Harmon SA,Tetreault J,Esengur OT,Qin M,Yilmaz EC,Chang V,Yang D,Xu Z,Cohen G,Plum J,Sherif T,Levin R,Schmidt-Richberg A,Thompson S,Coons S,Chen T,Choyke PL,Xu D,Gurram S,Wood BJ,Pinto PA,Turkbey B

Affiliations (5)

  • National Institutes of Health, Bethesda, USA. [email protected].
  • Nvidia (United States), Santa Clara, USA.
  • National Institutes of Health, Bethesda, USA.
  • Philips (United States), Andover, USA.
  • National Institutes of Health, Bethesda, USA. [email protected].

Abstract

A critical limitation to deployment and utilization of Artificial Intelligence (AI) algorithms in radiology practice is the actual integration of algorithms directly into the clinical Picture Archiving and Communications Systems (PACS). Here, we sought to integrate an AI-based pipeline for prostate organ and intraprostatic lesion segmentation within a clinical PACS environment to enable point-of-care utilization under a prospective clinical trial scenario. A previously trained, publicly available AI model for segmentation of intra-prostatic findings on multiparametric Magnetic Resonance Imaging (mpMRI) was converted into a containerized environment compatible with MONAI Deploy Express. An inference server and dedicated clinical PACS workflow were established within our institution for evaluation of real-time use of the AI algorithm. PACS-based deployment was prospectively evaluated in two phases: first, a consecutive cohort of patients undergoing diagnostic imaging at our institution and second, a consecutive cohort of patients undergoing biopsy based on mpMRI findings. The AI pipeline was executed from within the PACS environment by the radiologist. AI findings were imported into clinical biopsy planning software for target definition. Metrics analyzing deployment success, timing, and detection performance were recorded and summarized. In phase one, clinical PACS deployment was successfully executed in 57/58 cases and were obtained within one minute of activation (median 33 s [range 21-50 s]). Comparison with expert radiologist annotation demonstrated stable model performance compared to independent validation studies. In phase 2, 40/40 cases were successfully executed via PACS deployment and results were imported for biopsy targeting.

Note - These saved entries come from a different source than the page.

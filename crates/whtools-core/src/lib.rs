//! whtools-core - Core types, traits and wire protocol for the warehouse client.

pub mod credentials;
pub mod error;
pub mod inbound;
pub mod protocol;
pub mod tokens;
pub mod traits;
pub mod types;

pub use credentials::Credentials;
pub use error::Error;
pub use inbound::{DecodeContext, DialogTags, FrameOutcome, InboundProcessor, PayloadEncoding};
pub use protocol::{ControlFrame, DepositEncoding, InboundFrame};
pub use tokens::SessionId;
pub use traits::{ArtifactSink, MessageSender, SessionListener};
pub use types::ServiceUrl;

/// Result type alias using the crate's Error type.
pub type Result<T> = std::result::Result<T, Error>;
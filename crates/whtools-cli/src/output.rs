//! Output formatting helpers.

use colored::Colorize;

/// Print a success message.
pub fn success(msg: &str) {
    println!("{} {}", "✓".green(), msg);
}

/// Print a warning.
pub fn warning(msg: &str) {
    eprintln!("{} {}", "!".yellow(), msg);
}

/// Print a labeled field.
pub fn field(label: &str, value: &str) {
    println!("{}: {}", label.dimmed(), value);
}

Cancer detection rates for prostate cancer were 82.1% for ROI targets detected by both AI and radiologist, 47.8% in targets proposed by AI and accepted by radiologist, and 33.3% in targets identified by the radiologist alone. Integration of novel AI algorithms requiring multi-parametric input into clinical PACS environment is feasible and model outputs can be used for downstream clinical tasks.